This means that the DPDPA creates a consent-centric regime for personal data processing. Notably, it does not recognise other alternative legal bases to consent for processing personal data, such as contractual necessity and legitimate interests, that are  provided under other leading data protection laws internationally, such as the General Data Protection Regulation (GDPR) in the EU and Brazil’s Lei Geral de Proteção de Dados (LGPD). Previous work by FPF has identified challenges – for both organizations and individuals – in relying on consent as the primary basis for processing, especially in ensuring that it is provided meaningfully.  In the context of AI development, FPF’s report on generative AI governance frameworks in the APAC region highlights the challenges of relying on consent for web crawling and scraping (however, this may not be an issue under the DPDPA for publicly available data – see point 2 below). Specifically, without an established legal relationship with the individuals whose data is scraped, it is practically impossible to identify and contact them to obtain their consent.

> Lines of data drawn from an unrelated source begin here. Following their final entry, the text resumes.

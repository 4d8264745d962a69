use std::sync::Arc;

use crate::domain::{
    ActivityAction, CreatePost, NewActivity, NewPost, Post, PostDetail,
};
use crate::error::DomainError;
use crate::ports::{ActivityRepository, JokeProvider, LikeRepository, PostRepository};

/// Post creation, listing, detail, and ownership-checked deletion.
pub struct PostService {
    posts: Arc<dyn PostRepository>,
    likes: Arc<dyn LikeRepository>,
    activities: Arc<dyn ActivityRepository>,
    jokes: Option<Arc<dyn JokeProvider>>,
}

impl PostService {
    pub fn new(
        posts: Arc<dyn PostRepository>,
        likes: Arc<dyn LikeRepository>,
        activities: Arc<dyn ActivityRepository>,
        jokes: Option<Arc<dyn JokeProvider>>,
    ) -> Self {
        Self {
            posts,
            likes,
            activities,
            jokes,
        }
    }

    /// Create a post for `author_id`, appending a fetched joke to the
    /// content when a provider is configured. A failed fetch is logged and
    /// the post is created without it.
    pub async fn create(&self, author_id: i64, input: CreatePost) -> Result<Post, DomainError> {
        if input.title.trim().is_empty() {
            return Err(DomainError::BadInput("title must not be empty".to_string()));
        }

        let mut content = input.content.unwrap_or_default();
        if let Some(jokes) = &self.jokes {
            match jokes.fetch_joke().await {
                Ok(joke) => {
                    if content.is_empty() {
                        content = format!("Joke of the day: {joke}");
                    } else {
                        content.push_str("\n\nJoke of the day: ");
                        content.push_str(&joke);
                    }
                }
                Err(err) => {
                    tracing::warn!(error = %err, "joke fetch failed, creating post without it");
                }
            }
        }

        let post = self
            .posts
            .create(NewPost {
                title: input.title,
                content,
                author_id,
            })
            .await?;

        self.record_activity(
            author_id,
            ActivityAction::PostCreate,
            format!("created post id={} title={:?}", post.id, post.title),
        )
        .await;

        Ok(post)
    }

    /// All posts, newest first.
    pub async fn list(&self) -> Result<Vec<Post>, DomainError> {
        Ok(self.posts.list_all().await?)
    }

    /// A post with its like list and like count. The secondary reads are
    /// best-effort: a failure yields an empty list or zero count.
    pub async fn detail(&self, id: i64) -> Result<PostDetail, DomainError> {
        let post = self
            .posts
            .find_by_id(id)
            .await?
            .ok_or(DomainError::NotFound { entity: "post" })?;

        let likes = match self.likes.list_by_post(id).await {
            Ok(likes) => likes,
            Err(err) => {
                tracing::warn!(post_id = id, error = %err, "like list read failed");
                Vec::new()
            }
        };
        let likes_count = match self.likes.count_by_post(id).await {
            Ok(count) => count,
            Err(err) => {
                tracing::warn!(post_id = id, error = %err, "like count read failed");
                0
            }
        };

        Ok(PostDetail {
            post,
            likes,
            likes_count,
        })
    }

    /// Delete a post the caller owns. A miss on the conditional delete is
    /// disambiguated with a follow-up read: the post either belongs to
    /// someone else or does not exist.
    pub async fn delete(&self, id: i64, user_id: i64) -> Result<(), DomainError> {
        let deleted = self.posts.delete_by_id_and_author(id, user_id).await?;
        if deleted {
            self.record_activity(
                user_id,
                ActivityAction::PostDelete,
                format!("deleted post id={id}"),
            )
            .await;
            return Ok(());
        }

        match self.posts.find_by_id(id).await {
            Ok(Some(_)) => Err(DomainError::NotOwner { entity: "post" }),
            _ => Err(DomainError::NotFound { entity: "post" }),
        }
    }

    // The audit trail is best-effort: a failed write never alters the
    // outcome of the operation that triggered it.
    async fn record_activity(&self, user_id: i64, action: ActivityAction, description: String) {
        if let Err(err) = self
            .activities
            .record(NewActivity {
                user_id,
                action,
                description,
            })
            .await
        {
            tracing::warn!(user_id, action = action.as_str(), error = %err, "activity record dropped");
        }
    }
}

#[cfg(test)]
mod tests {
    use super::*;
    use crate::ports::LikeRepository as _;
    use crate::service::fakes::{MemoryActivities, MemoryLikes, MemoryPosts, StaticJokes};

    struct Setup {
        posts: Arc<MemoryPosts>,
        likes: Arc<MemoryLikes>,
        activities: Arc<MemoryActivities>,
    }

    fn service(jokes: Option<Arc<dyn JokeProvider>>) -> (PostService, Setup) {
        let posts = Arc::new(MemoryPosts::new());
        let likes = Arc::new(MemoryLikes::new());
        let activities = Arc::new(MemoryActivities::new());
        let service = PostService::new(posts.clone(), likes.clone(), activities.clone(), jokes);
        (
            service,
            Setup {
                posts,
                likes,
                activities,
            },
        )
    }

    fn input(title: &str, content: Option<&str>) -> CreatePost {
        CreatePost {
            title: title.to_string(),
            content: content.map(str::to_string),
        }
    }

    #[tokio::test]
    async fn create_rejects_empty_title() {
        let (service, setup) = service(None);

        let err = service.create(1, input("  ", None)).await.unwrap_err();

        assert!(matches!(err, DomainError::BadInput(_)));
        assert_eq!(setup.posts.len(), 0);
    }

    #[tokio::test]
    async fn create_appends_joke_to_existing_content() {
        let (service, _) = service(Some(Arc::new(StaticJokes::telling("why not"))));

        let post = service.create(1, input("hi", Some("hello"))).await.unwrap();

        assert_eq!(post.content, "hello\n\nJoke of the day: why not");
    }

    #[tokio::test]
    async fn create_uses_joke_as_content_when_body_is_empty() {
        let (service, _) = service(Some(Arc::new(StaticJokes::telling("why not"))));

        let post = service.create(1, input("hi", None)).await.unwrap();

        assert_eq!(post.content, "Joke of the day: why not");
    }

    #[tokio::test]
    async fn create_survives_joke_fetch_failure() {
        let (service, _) = service(Some(Arc::new(StaticJokes::failing())));

        let post = service.create(1, input("hi", Some("hello"))).await.unwrap();

        assert_eq!(post.content, "hello");
    }

    #[tokio::test]
    async fn create_records_post_create_activity() {
        let (service, setup) = service(None);

        let post = service.create(7, input("hi", None)).await.unwrap();

        let recorded = setup.activities.all();
        assert_eq!(recorded.len(), 1);
        assert_eq!(recorded[0].user_id, 7);
        assert_eq!(recorded[0].action, "POST_CREATE");
        assert!(recorded[0].description.contains(&post.id.to_string()));
    }

    #[tokio::test]
    async fn create_outlives_activity_write_failure() {
        let (service, setup) = service(None);
        setup.activities.fail_writes();

        let post = service.create(1, input("hi", None)).await.unwrap();

        assert_eq!(post.title, "hi");
        assert_eq!(setup.posts.len(), 1);
    }

    #[tokio::test]
    async fn detail_of_unknown_post_is_not_found() {
        let (service, _) = service(None);

        let err = service.detail(42).await.unwrap_err();

        assert!(matches!(err, DomainError::NotFound { entity: "post" }));
    }

    #[tokio::test]
    async fn detail_includes_likes_and_count() {
        let (service, setup) = service(None);
        let post = service.create(1, input("hi", None)).await.unwrap();
        setup.likes.create(2, post.id).await.unwrap();
        setup.likes.create(3, post.id).await.unwrap();

        let detail = service.detail(post.id).await.unwrap();

        assert_eq!(detail.likes.len(), 2);
        assert_eq!(detail.likes_count, 2);
    }

    #[tokio::test]
    async fn detail_count_is_zero_for_unliked_post() {
        let (service, _) = service(None);
        let post = service.create(1, input("hi", None)).await.unwrap();

        let detail = service.detail(post.id).await.unwrap();

        assert!(detail.likes.is_empty());
        assert_eq!(detail.likes_count, 0);
    }

    #[tokio::test]
    async fn detail_degrades_when_like_reads_fail() {
        let (service, setup) = service(None);
        let post = service.create(1, input("hi", None)).await.unwrap();
        setup.likes.fail_reads();

        let detail = service.detail(post.id).await.unwrap();

        assert!(detail.likes.is_empty());
        assert_eq!(detail.likes_count, 0);
    }

    #[tokio::test]
    async fn delete_by_non_owner_is_forbidden() {
        let (service, _) = service(None);
        let post = service.create(1, input("hi", None)).await.unwrap();

        let err = service.delete(post.id, 2).await.unwrap_err();

        assert!(matches!(err, DomainError::NotOwner { entity: "post" }));
    }

    #[tokio::test]
    async fn delete_of_missing_post_is_not_found() {
        let (service, _) = service(None);

        let err = service.delete(42, 1).await.unwrap_err();

        assert!(matches!(err, DomainError::NotFound { entity: "post" }));
    }

    #[tokio::test]
    async fn delete_by_owner_removes_row_and_records_activity() {
        let (service, setup) = service(None);
        let post = service.create(1, input("hi", None)).await.unwrap();

        service.delete(post.id, 1).await.unwrap();

        assert_eq!(setup.posts.len(), 0);
        let recorded = setup.activities.all();
        assert_eq!(recorded.last().unwrap().action, "POST_DELETE");
    }
}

Certain sector-specific AI applications and generative AI systems that require curated personal data to develop AI models will need to be trained on personal data that is not publicly available. In such a context, data fiduciaries  (i.e., “data controllers” or entities that determine the purposes and means of processing personal data) will likely need to rely on consent as the primary ground for processing personal data. As per the DPDPA, data fiduciaries — in this case, AI developers or deployers — must ensure that consent is accompanied by a notice clearly outlining the personal data being sought, the purpose of processing, and the rights available to the data principal. Furthermore, for personal data collected before the enactment of the DPDPA, data fiduciaries are required to provide notice informing the “data principal” (i.e., data subject, or the person whose personal data are collected or otherwise processed).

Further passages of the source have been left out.